Segment Start: SOURCE RECORDS
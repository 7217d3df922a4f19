use anyhow::{Context, Result};
use clap::Args;
use log::info;
use mutasi_core::IssuerVariant;
use mutasi_export::{DEFAULT_REPORT_NAME, ExportFormat, Labels, Row, write_report};
use mutasi_ingest::{DocumentText, Extraction};
use std::fs::{self, File};
use std::io::{self, BufWriter, Write};
use std::path::{Path, PathBuf};
use std::sync::Arc;

use crate::config::Config;
use crate::input::load_document;

#[derive(Args, Debug)]
pub struct ConvertArgs {
    /// Fragment dumps (.json) or reconstructed statement text files
    #[arg(required = true)]
    pub inputs: Vec<PathBuf>,

    /// csv, json or table (default from config)
    #[arg(long)]
    pub format: Option<ExportFormat>,

    /// Output file, or a directory to place a timestamped report in (default: stdout)
    #[arg(long)]
    pub out: Option<PathBuf>,

    /// Passphrase for encrypted inputs; prompted for when missing
    #[arg(long)]
    pub password: Option<String>,

    /// Parse as this issuer instead of detecting it
    #[arg(long)]
    pub issuer: Option<IssuerVariant>,

    /// Also write each document's reconstructed text into this directory
    #[arg(long)]
    pub raw_out: Option<PathBuf>,

    /// Column headers: en or id (default from config)
    #[arg(long)]
    pub labels: Option<Labels>,
}

pub async fn run(args: ConvertArgs, cfg: &Config) -> Result<()> {
    let format = args.format.unwrap_or(cfg.export.format);
    let labels = args.labels.unwrap_or(cfg.export.labels);
    let extractor = Arc::new(cfg.extractor()?);

    // decoding stays on this thread so passphrase prompts never interleave
    let mut docs = Vec::with_capacity(args.inputs.len());
    for path in &args.inputs {
        docs.push(load_document(path, args.password.as_deref())?);
    }

    let handles: Vec<_> = docs
        .into_iter()
        .map(|doc| {
            let extractor = Arc::clone(&extractor);
            let issuer = args.issuer;
            tokio::task::spawn_blocking(move || match issuer {
                Some(variant) => extractor.extract_as(doc, variant),
                None => extractor.extract(doc),
            })
        })
        .collect();

    let mut rows = Vec::new();
    for (path, handle) in args.inputs.iter().zip(handles) {
        let extraction = handle
            .await
            .with_context(|| format!("extract {}", path.display()))?;
        summarize(path, &extraction);
        if let Some(dir) = &args.raw_out {
            write_raw(dir, path, &extraction.raw_text)?;
        }
        rows.extend(Row::from_transactions(&extraction.transactions));
    }

    write_output(&rows, labels, format, args.out.as_deref())
}

fn summarize(path: &Path, extraction: &Extraction) {
    match extraction.issuer {
        Some(issuer) => eprintln!(
            "{}: {} ({} transactions, {} blocks dropped, {} warnings)",
            path.display(),
            issuer.bank_name(),
            extraction.transactions.len(),
            extraction.blocks_dropped,
            extraction.warnings.len()
        ),
        None => eprintln!("{}: unsupported statement format", path.display()),
    }
    if extraction.is_empty() {
        eprintln!(
            "{}: no transactions found; inspect the text with `mutasi raw {}`",
            path.display(),
            path.display()
        );
    }
}

fn write_raw(dir: &Path, input: &Path, text: &DocumentText) -> Result<()> {
    fs::create_dir_all(dir).with_context(|| format!("create {}", dir.display()))?;
    let stem = input.file_stem().and_then(|s| s.to_str()).unwrap_or("document");
    let target = dir.join(format!("{stem}.txt"));
    fs::write(&target, text.as_str()).with_context(|| format!("write {}", target.display()))?;
    info!("raw text written to {}", target.display());
    Ok(())
}

fn report_file_name(format: ExportFormat) -> String {
    format!(
        "{}_{}.{}",
        DEFAULT_REPORT_NAME,
        chrono::Local::now().format("%Y%m%d-%H%M%S"),
        format.extension()
    )
}

fn write_output(rows: &[Row], labels: Labels, format: ExportFormat, out: Option<&Path>) -> Result<()> {
    let Some(out) = out else {
        let mut stdout = io::stdout().lock();
        write_report(rows, labels, format, &mut stdout).context("write report")?;
        stdout.flush()?;
        return Ok(());
    };

    let target = if out.is_dir() { out.join(report_file_name(format)) } else { out.to_path_buf() };
    let file = File::create(&target).with_context(|| format!("create {}", target.display()))?;
    let mut writer = BufWriter::new(file);
    write_report(rows, labels, format, &mut writer).with_context(|| format!("write {}", target.display()))?;
    writer.flush()?;
    eprintln!("Wrote {} rows to {}", rows.len(), target.display());
    Ok(())
}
Segment End: SOURCE RECORDS
** TASK DETAILS **
Everything from the line containing "let mut writer = BufWriter::new(file);" through the final line of the records is what you should print, exactly and with nothing added.

** SOLUTION FOR THIS TASK **
    let mut writer = BufWriter::new(file);
    write_report(rows, labels, format, &mut writer).with_context(|| format!("write {}", target.display()))?;
    writer.flush()?;
    eprintln!("Wrote {} rows to {}", rows.len(), target.display());
    Ok(())
}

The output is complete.